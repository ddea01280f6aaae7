use std::sync::mpsc::{Receiver, RecvTimeoutError};
use std::time::Instant;

use crossterm::event::Event;
use crossterm::Result;
use log::{debug, info};

use crate::input::{map_key, Command};
use crate::render;
use crate::state::GameState;
use crate::term::{self, Screen};

/// The game loop: renders a frame, then waits for whichever comes first,
/// the tick deadline or an event from the pump thread.
pub struct Game {
    screen: Screen,
    state: GameState,
    events: Receiver<Event>,
}

impl Game {
    pub fn new(screen: Screen, state: GameState) -> Self {
        let events = term::spawn_event_pump();
        Game { screen, state, events }
    }

    /// Runs until quit or game over and returns the final score.
    ///
    /// Each iteration processes at most one of {tick, event}, so every frame
    /// reflects the state as of the start of its iteration. The tick
    /// interval is recomputed from the score after each step and takes
    /// effect at the next deadline, never mid-wait.
    pub fn run(&mut self) -> Result<u32> {
        let mut deadline = Instant::now() + self.state.tick_interval();

        loop {
            render::draw(&mut self.screen, &self.state)?;
            self.screen.flush()?;

            let timeout = deadline.saturating_duration_since(Instant::now());
            match self.events.recv_timeout(timeout) {
                Err(RecvTimeoutError::Timeout) => {
                    self.state.step();
                    deadline = Instant::now() + self.state.tick_interval();
                    if self.state.game_over() {
                        info!("game over, final score {}", self.state.score());
                        break;
                    }
                }
                Ok(Event::Key(key)) => match map_key(&key) {
                    Command::Quit => {
                        info!("quit requested, final score {}", self.state.score());
                        break;
                    }
                    Command::Steer(direction) => self.state.steer(direction),
                    Command::Ignore => {}
                },
                Ok(Event::Resize(width, height)) => {
                    debug!("terminal resized to {}x{}", width, height);
                    self.screen.resync(width, height)?;
                }
                Ok(Event::Mouse(_)) => {}
                // The pump thread only dies with the event source; treat it
                // like a quit.
                Err(RecvTimeoutError::Disconnected) => break,
            }
        }

        Ok(self.state.score())
    }

    pub fn restore_terminal(&mut self) -> Result<()> {
        self.screen.restore()
    }
}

- **PROBLEM DESCRIPTION**
Down to the last line, reproduce the entries above precisely.

- **RESPONSE BELOW**
repository ddea01280f6aaae7
use std::sync::mpsc::{Receiver, RecvTimeoutError};
use std::time::Instant;

use crossterm::event::Event;
use crossterm::Result;
use log::{debug, info};

use crate::input::{map_key, Command};
use crate::render;
use crate::state::GameState;
use crate::term::{self, Screen};

/// The game loop: renders a frame, then waits for whichever comes first,
/// the tick deadline or an event from the pump thread.
pub struct Game {
    screen: Screen,
    state: GameState,
    events: Receiver<Event>,
}

impl Game {
    pub fn new(screen: Screen, state: GameState) -> Self {
        let events = term::spawn_event_pump();
        Game { screen, state, events }
    }

    /// Runs until quit or game over and returns the final score.
    ///
    /// Each iteration processes at most one of {tick, event}, so every frame
    /// reflects the state as of the start of its iteration. The tick
    /// interval is recomputed from the score after each step and takes
    /// effect at the next deadline, never mid-wait.
    pub fn run(&mut self) -> Result<u32> {
        let mut deadline = Instant::now() + self.state.tick_interval();

        loop {
            render::draw(&mut self.screen, &self.state)?;
            self.screen.flush()?;

            let timeout = deadline.saturating_duration_since(Instant::now());
            match self.events.recv_timeout(timeout) {
                Err(RecvTimeoutError::Timeout) => {
                    self.state.step();
                    deadline = Instant::now() + self.state.tick_interval();
                    if self.state.game_over() {
                        info!("game over, final score {}", self.state.score());
                        break;
                    }
                }
                Ok(Event::Key(key)) => match map_key(&key) {
                    Command::Quit => {
                        info!("quit requested, final score {}", self.state.score());
                        break;
                    }
                    Command::Steer(direction) => self.state.steer(direction),
                    Command::Ignore => {}
                },
                Ok(Event::Resize(width, height)) => {
                    debug!("terminal resized to {}x{}", width, height);
                    self.screen.resync(width, height)?;
                }
                Ok(Event::Mouse(_)) => {}
                // The pump thread only dies with the event source; treat it
                // like a quit.
                Err(RecvTimeoutError::Disconnected) => break,
            }
        }

        Ok(self.state.score())
    }

    pub fn restore_terminal(&mut self) -> Result<()> {
        self.screen.restore()
    }
}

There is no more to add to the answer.